The framing sequences are – atypical for a anthology horror – very much worthwhile, with something that feels a lot like the kind of story Stephen King would have put into one of his first couple of short story collections taking place in the background. Ritter is playing against his image quite wonderfully, giving a performance that’s just the right kind of broad, and DeLuise and Smith mostly function as his straight people, until that excellent final sequence.

Of the episodes, “Nightmare” is probably the most traditionally straightforward one, apart from the fact that our doomed protagonists aren’t actually guilty of much more than adultery and stupidity. Usually, it takes a little more than that to be punished this heavily in an EC-style horror tale.

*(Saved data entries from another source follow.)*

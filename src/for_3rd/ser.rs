//! Serialization of DigitNumber.
//! Serialization to a string uses decimal notation.

use crate::num::DigitNumber;
use serde::{Serialize, Serializer};

impl Serialize for DigitNumber {
    fn serialize<S: Serializer>(&self, serializer: S) -> Result<S::Ok, S::Error> {
        serializer.serialize_str(&self.to_string())
    }
}

#[cfg(test)]
mod tests {
    use serde_json::to_string;

    use crate::defs::Sign;
    use crate::num::DigitNumber;

    #[test]
    fn to_json() {
        assert_eq!(to_string(&DigitNumber::zero()).unwrap(), "\"0\"");
        assert_eq!(
            to_string(&DigitNumber::from_parts(&[3, 6, 1], 1, Sign::Neg)).unwrap(),
            "\"-3.61\""
        );
    }
}
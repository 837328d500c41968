//! Joint sine/cosine kernel.

use crate::common::consts::ONE;
use crate::defs::Error;
use crate::defs::Exponent;
use crate::defs::RoundingMode;
use crate::num::DigitNumber;
use crate::ops::consts::with_consts;
use crate::ops::series::base_pow;
use crate::ops::series::err_bound;

/// Computes `(sin(x), cos(x))` to `p` digits. Both results are not greater
/// than the true values for [`RoundingMode::Down`] and not less for
/// [`RoundingMode::Up`].
///
/// The argument is reduced modulo 2*pi against a directed enclosure of the
/// constant; the reduction error enters the budget scaled by the quotient,
/// since sine and cosine are 1-Lipschitz.
pub(crate) fn sin_cos(
    x: &DigitNumber,
    p: usize,
    rm: RoundingMode,
) -> Result<(DigitNumber, DigitNumber), Error> {
    let wp = p + x.exponent().max(0) as usize + 12;

    let (two_pi_lo, _) = with_consts(|c| c.two_pi_pair(wp))?;
    let (r, red_err_exp) = if x.abs() < two_pi_lo {
        (x.clone(), None)
    } else {
        let qp = x.exponent().max(1) as usize + 2;
        let q = x.divide(&two_pi_lo, qp, RoundingMode::Down)?.floor();
        let r = x.sub(&q.mul(&two_pi_lo));
        (r, Some(q.exponent() + 4 - wp as Exponent))
    };

    // joint series; both terms share the step factor -r^2
    let r2neg = r.mul(&r).truncate(wp, RoundingMode::Down).neg();
    let thr = -((p + 4) as Exponent);

    let mut sin_acc = r.clone();
    let mut sin_term = r;
    let mut cos_acc = ONE.clone();
    let mut cos_term = ONE.clone();
    let mut n_sin: u64 = 1;
    let mut n_cos: u64 = 0;
    let mut sin_done = sin_term.is_zero();
    let mut cos_done = false;
    let mut niter: u64 = 0;

    while !(sin_done && cos_done) {
        if !sin_done {
            sin_term = sin_term.mul(&r2neg).truncate(wp, RoundingMode::Down).divide(
                &DigitNumber::from_u64((n_sin + 1) * (n_sin + 2)),
                wp,
                RoundingMode::Down,
            )?;
            n_sin += 2;
            if sin_term.is_zero() || sin_term.exponent() <= thr {
                sin_done = true;
            } else {
                sin_acc = sin_acc.add(&sin_term).truncate(wp, RoundingMode::Down);
            }
        }
        if !cos_done {
            cos_term = cos_term.mul(&r2neg).truncate(wp, RoundingMode::Down).divide(
                &DigitNumber::from_u64((n_cos + 1) * (n_cos + 2)),
                wp,
                RoundingMode::Down,
            )?;
            n_cos += 2;
            if cos_term.is_zero() || cos_term.exponent() <= thr {
                cos_done = true;
            } else {
                cos_acc = cos_acc.add(&cos_term).truncate(wp, RoundingMode::Down);
            }
        }
        niter += 1;
    }

    let mut eps = err_bound(6 * niter + 16, 6 - wp as Exponent).add(&err_bound(4, thr));
    if let Some(k) = red_err_exp {
        eps = eps.add(&base_pow(k));
    }

    Ok(match rm {
        RoundingMode::Down => (
            sin_acc.sub(&eps).truncate(p, rm),
            cos_acc.sub(&eps).truncate(p, rm),
        ),
        RoundingMode::Up => (
            sin_acc.add(&eps).truncate(p, rm),
            cos_acc.add(&eps).truncate(p, rm),
        ),
    })
}
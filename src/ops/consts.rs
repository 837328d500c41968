//! Cache of directed enclosures of mathematical constants.

use crate::common::consts::C239;
use crate::common::consts::FIVE;
use crate::common::consts::ONE;
use crate::common::consts::THREE;
use crate::common::consts::TWO;
use crate::defs::Error;
use crate::defs::Exponent;
use crate::defs::RoundingMode;
use crate::num::DigitNumber;
use crate::ops::series::atan_inv_series;
use crate::ops::series::atanh_series;
use crate::ops::series::err_bound;

use core::cell::RefCell;

// Headroom added on top of a requested working precision, so nearby
// requests hit the cache.
const CACHE_SLACK: usize = 8;

/// Directed enclosures of ln(2) and pi, recomputed only when a higher
/// working precision is demanded than the cache holds.
#[derive(Debug)]
pub(crate) struct Consts {
    ln2: Option<(usize, DigitNumber, DigitNumber)>,
    pi: Option<(usize, DigitNumber, DigitNumber)>,
}

impl Consts {
    pub fn new() -> Self {
        Consts {
            ln2: None,
            pi: None,
        }
    }

    /// An enclosure `(lower, upper)` of ln(2), both bounds good to roughly
    /// `wp` digits.
    pub fn ln2_pair(&mut self, wp: usize) -> Result<(DigitNumber, DigitNumber), Error> {
        if let Some((w, lo, hi)) = &self.ln2 {
            if *w >= wp {
                return Ok((lo.clone(), hi.clone()));
            }
        }
        let w = wp + CACHE_SLACK;
        let (lo, hi) = compute_ln2(w)?;
        self.ln2 = Some((w, lo.clone(), hi.clone()));
        Ok((lo, hi))
    }

    /// An enclosure `(lower, upper)` of pi, both bounds good to roughly
    /// `wp` digits.
    pub fn pi_pair(&mut self, wp: usize) -> Result<(DigitNumber, DigitNumber), Error> {
        if let Some((w, lo, hi)) = &self.pi {
            if *w >= wp {
                return Ok((lo.clone(), hi.clone()));
            }
        }
        let w = wp + CACHE_SLACK;
        let (lo, hi) = compute_pi(w)?;
        self.pi = Some((w, lo.clone(), hi.clone()));
        Ok((lo, hi))
    }

    /// An enclosure of 2*pi.
    pub fn two_pi_pair(&mut self, wp: usize) -> Result<(DigitNumber, DigitNumber), Error> {
        let (lo, hi) = self.pi_pair(wp)?;
        Ok((lo.mul(&TWO), hi.mul(&TWO)))
    }
}

thread_local! {
    static CONSTS: RefCell<Consts> = RefCell::new(Consts::new());
}

/// Runs `f` with the thread-local constants cache.
pub(crate) fn with_consts<F, R>(f: F) -> R
where
    F: FnOnce(&mut Consts) -> R,
{
    CONSTS.with(|c| f(&mut c.borrow_mut()))
}

// ln(2) = 2 * atanh(1/3).
fn compute_ln2(wp: usize) -> Result<(DigitNumber, DigitNumber), Error> {
    let t = ONE.divide(&THREE, wp, RoundingMode::Down)?;
    let thr = 2 - wp as Exponent;
    let (s, niter) = atanh_series(&t, wp, thr)?;
    let val = s.mul(&TWO);
    let eps = err_bound(2 * niter as u64 + 16, thr);
    Ok((val.sub(&eps), val.add(&eps)))
}

// Machin's formula: pi = 16 * atan(1/5) - 4 * atan(1/239).
fn compute_pi(wp: usize) -> Result<(DigitNumber, DigitNumber), Error> {
    let thr = 2 - wp as Exponent;
    let (a5, n5) = atan_inv_series(&FIVE, wp, thr)?;
    let (a239, n239) = atan_inv_series(&C239, wp, thr)?;
    let val = a5
        .mul(&DigitNumber::from_u64(16))
        .sub(&a239.mul(&DigitNumber::from_u64(4)));
    let eps = err_bound(16 * (n5 as u64 + 8) + 4 * (n239 as u64 + 8), thr);
    Ok((val.sub(&eps), val.add(&eps)))
}
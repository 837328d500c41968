//! The public real-number value type.

use crate::defs::Digit;
use crate::defs::Error;
use crate::defs::Exponent;
use crate::defs::Sign;
use crate::defs::DEFAULT_MAX_PRECISION;
use crate::interval::Interval;
use crate::iter::PrecisionIterator;
use crate::leaf::AlgorithmNumber;
use crate::leaf::ExplicitNumber;
use crate::leaf::RationalNumber;
use crate::node::Op;
use crate::node::Term;
use crate::num::DigitNumber;
use crate::parser::parse_decimal;

use core::ops::Add;
use core::ops::Div;
use core::ops::Mul;
use core::ops::Sub;
use core::str::FromStr;
use std::sync::Arc;

/// A real number described by an expression tree over exact leaves.
///
/// A `Real` never computes anything by itself: observing a value goes
/// through [`Real::precision_iter`], which produces a nested chain of
/// enclosing intervals on demand. Cloning is cheap, and combining reals
/// shares their subtrees immutably, so a value reused in several
/// expressions is represented once.
///
/// ```
/// use creal::Real;
///
/// let a: Real = "1.9".parse().unwrap();
/// let sq = &a * &a;
///
/// let mut it = sq.precision_iter().unwrap();
/// it.advance().unwrap();
/// assert_eq!(format!("{}", it.interval()), "[3.61, 3.61]");
/// ```
#[derive(Clone, Debug)]
pub struct Real {
    term: Arc<Term>,
    max_precision: usize,
}

impl Real {
    fn from_term(term: Term, max_precision: usize) -> Self {
        Real {
            term: Arc::new(term),
            max_precision,
        }
    }

    /// A real from an explicit digit sequence, most significant digit
    /// first: the value is `sign * 0.digits * B^exponent`.
    pub fn from_digits(digits: &[Digit], exponent: Exponent, sign: Sign) -> Self {
        let num = DigitNumber::from_parts(digits, exponent, sign);
        Self::from_term(
            Term::Explicit(ExplicitNumber::new(num)),
            DEFAULT_MAX_PRECISION,
        )
    }

    /// A real from an integer.
    pub fn from_int(v: i64) -> Self {
        Self::from_term(
            Term::Explicit(ExplicitNumber::new(DigitNumber::from_i64(v))),
            DEFAULT_MAX_PRECISION,
        )
    }

    /// A real defined by a digit function: `digit_at(i)` yields the digit
    /// at position `i` of a possibly infinite stream, most significant
    /// first. The stream is never read past `max_precision` digits.
    pub fn from_fn<F>(digit_at: F, exponent: Exponent, sign: Sign, max_precision: usize) -> Self
    where
        F: Fn(usize) -> Digit + Send + Sync + 'static,
    {
        Self::from_term(
            Term::Algorithm(AlgorithmNumber::new(
                Box::new(digit_at),
                exponent,
                sign,
                max_precision,
            )),
            DEFAULT_MAX_PRECISION,
        )
    }

    /// A real with the exact value `num / den`.
    ///
    /// ## Errors
    ///
    ///  - DivisionByZero: `den` is zero.
    pub fn from_ratio(num: i64, den: i64) -> Result<Self, Error> {
        let r = RationalNumber::new(DigitNumber::from_i64(num), DigitNumber::from_i64(den))?;
        Ok(Self::from_term(Term::Rational(r), DEFAULT_MAX_PRECISION))
    }

    /// The precision cap used by refinement loops inside division,
    /// logarithm, and the trigonometric operations.
    pub fn max_precision(&self) -> usize {
        self.max_precision
    }

    /// Returns the same real with a different precision cap. The cap must
    /// be set before iteration begins; running iterators are unaffected.
    pub fn with_max_precision(mut self, max_precision: usize) -> Self {
        self.max_precision = max_precision.max(1);
        self
    }

    /// A fresh iterator at precision 1, pre-populated with its first
    /// enclosure.
    ///
    /// ## Errors
    ///
    /// Computing the first enclosure already refines where an operation
    /// demands it, so any refinement error can surface here.
    pub fn precision_iter(&self) -> Result<PrecisionIterator, Error> {
        PrecisionIterator::new(&self.term, self.max_precision)
    }

    /// The enclosure at precision `p`, computed by a throwaway iterator.
    pub fn enclosure(&self, p: usize) -> Result<Interval, Error> {
        let mut it = self.precision_iter()?;
        if p > 1 {
            it.advance_n(p - 1)?;
        }
        Ok(it.interval().clone())
    }

    fn binary(op: Op, lhs: &Real, rhs: &Real) -> Real {
        Real {
            term: Arc::new(Term::Operation {
                op,
                lhs: lhs.term.clone(),
                rhs: Some(rhs.term.clone()),
            }),
            max_precision: lhs.max_precision.max(rhs.max_precision),
        }
    }

    fn unary(op: Op, lhs: &Real) -> Real {
        Real {
            term: Arc::new(Term::Operation {
                op,
                lhs: lhs.term.clone(),
                rhs: None,
            }),
            max_precision: lhs.max_precision,
        }
    }

    /// `self` raised to the power of `exp`. The exponent must refine to a
    /// non-negative integer; the iterator reports
    /// [`Error::NonIntegralExponent`] or [`Error::NegativeIntegerExponent`]
    /// otherwise.
    pub fn pow(&self, exp: &Real) -> Real {
        Real::binary(Op::IntPow, self, exp)
    }

    /// The exponential of `self`.
    pub fn exp(&self) -> Real {
        Real::unary(Op::Exp, self)
    }

    /// The natural logarithm of `self`.
    pub fn ln(&self) -> Real {
        Real::unary(Op::Log, self)
    }

    /// The sine of `self`.
    pub fn sin(&self) -> Real {
        Real::unary(Op::Sin, self)
    }

    /// The cosine of `self`.
    pub fn cos(&self) -> Real {
        Real::unary(Op::Cos, self)
    }

    /// The tangent of `self`.
    pub fn tan(&self) -> Real {
        Real::unary(Op::Tan, self)
    }

    /// The cotangent of `self`.
    pub fn cot(&self) -> Real {
        Real::unary(Op::Cot, self)
    }

    /// The secant of `self`.
    pub fn sec(&self) -> Real {
        Real::unary(Op::Sec, self)
    }

    /// The cosecant of `self`.
    pub fn csc(&self) -> Real {
        Real::unary(Op::Csc, self)
    }
}

impl FromStr for Real {
    type Err = Error;

    /// Parses a decimal literal into an explicit real.
    fn from_str(s: &str) -> Result<Self, Self::Err> {
        let num = parse_decimal(s)?;
        Ok(Real::from_term(
            Term::Explicit(ExplicitNumber::new(num)),
            DEFAULT_MAX_PRECISION,
        ))
    }
}

macro_rules! impl_binary_op {
    ($trait:ident, $method:ident, $op:expr) => {
        impl $trait for &Real {
            type Output = Real;

            fn $method(self, rhs: &Real) -> Real {
                Real::binary($op, self, rhs)
            }
        }

        impl $trait for Real {
            type Output = Real;

            fn $method(self, rhs: Real) -> Real {
                Real::binary($op, &self, &rhs)
            }
        }
    };
}

impl_binary_op!(Add, add, Op::Add);
impl_binary_op!(Sub, sub, Op::Sub);
impl_binary_op!(Mul, mul, Op::Mul);
impl_binary_op!(Div, div, Op::Div);

#[cfg(test)]
mod tests {

    use super::*;

    #[test]
    fn test_construction_surface() {
        let a: Real = "1.9".parse().unwrap();
        let i = a.enclosure(2).unwrap();
        assert_eq!(i.lower, i.upper);

        assert!("1.9.2".parse::<Real>().is_err());

        let r = Real::from_ratio(1, 3).unwrap();
        let i = r.enclosure(3).unwrap();
        assert!(i.lower < i.upper);

        assert_eq!(Real::from_ratio(1, 0).err(), Some(Error::DivisionByZero));

        let n = Real::from_int(-42);
        let i = n.enclosure(5).unwrap();
        assert_eq!(i.lower, DigitNumber::from_i64(-42));
        assert_eq!(i.upper, DigitNumber::from_i64(-42));
    }

    #[test]
    fn test_max_precision_propagates() {
        let a: Real = "1".parse::<Real>().unwrap().with_max_precision(25);
        let b: Real = "3".parse().unwrap();
        assert_eq!((&a / &b).max_precision(), 25);
        assert_eq!(a.sin().max_precision(), 25);
    }
}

It is atmospheric in any case, with some fine scenes that blur the line between dream and reality and an ending that feels surprisingly nasty.

“Bobo” is obviously the highpoint of the film. This is after all a tale in which a young-ish Bryan Cranston rants and raves through a psychological and physical duel with a wee little knife-wielding monkey. “Bobo” delivers everything that high concept promises through a brilliant tour-de-force performance by an increasingly deranged Cranston and some good work by the monkey(s) too. The editing’s also fantastic, as is the fact that this slightly insane little ditty also has more thematic resonance than I’d have expected. Of course, when you really think about it, what better way is there to talk about a white middle-class guy’s anxieties about the brittleness of his life, his love, and his possessions is there than to let him fight a monkey?

For some reason, the last proper segment of the film is its weakest. The Granny Killer mask is appropriately creepy, and the murder visions are filmed in a bit of a giallo style, but the plot as a whole is terribly predictable, the twist even more so. There’s just not much of interest going on there.

However, every anthology horror film is bound by law to have at least one weak segment, so Terror Tract is really only doing its duty here. It doesn’t matter much anyhow, for the rest of the film is not just pretty damn fun, it is also quite a bit more clever than I would have expected going in. And frankly, there is no way I wouldn’t recommend a film with “Bobo” in it, even if the rest of it were completely unwatchable.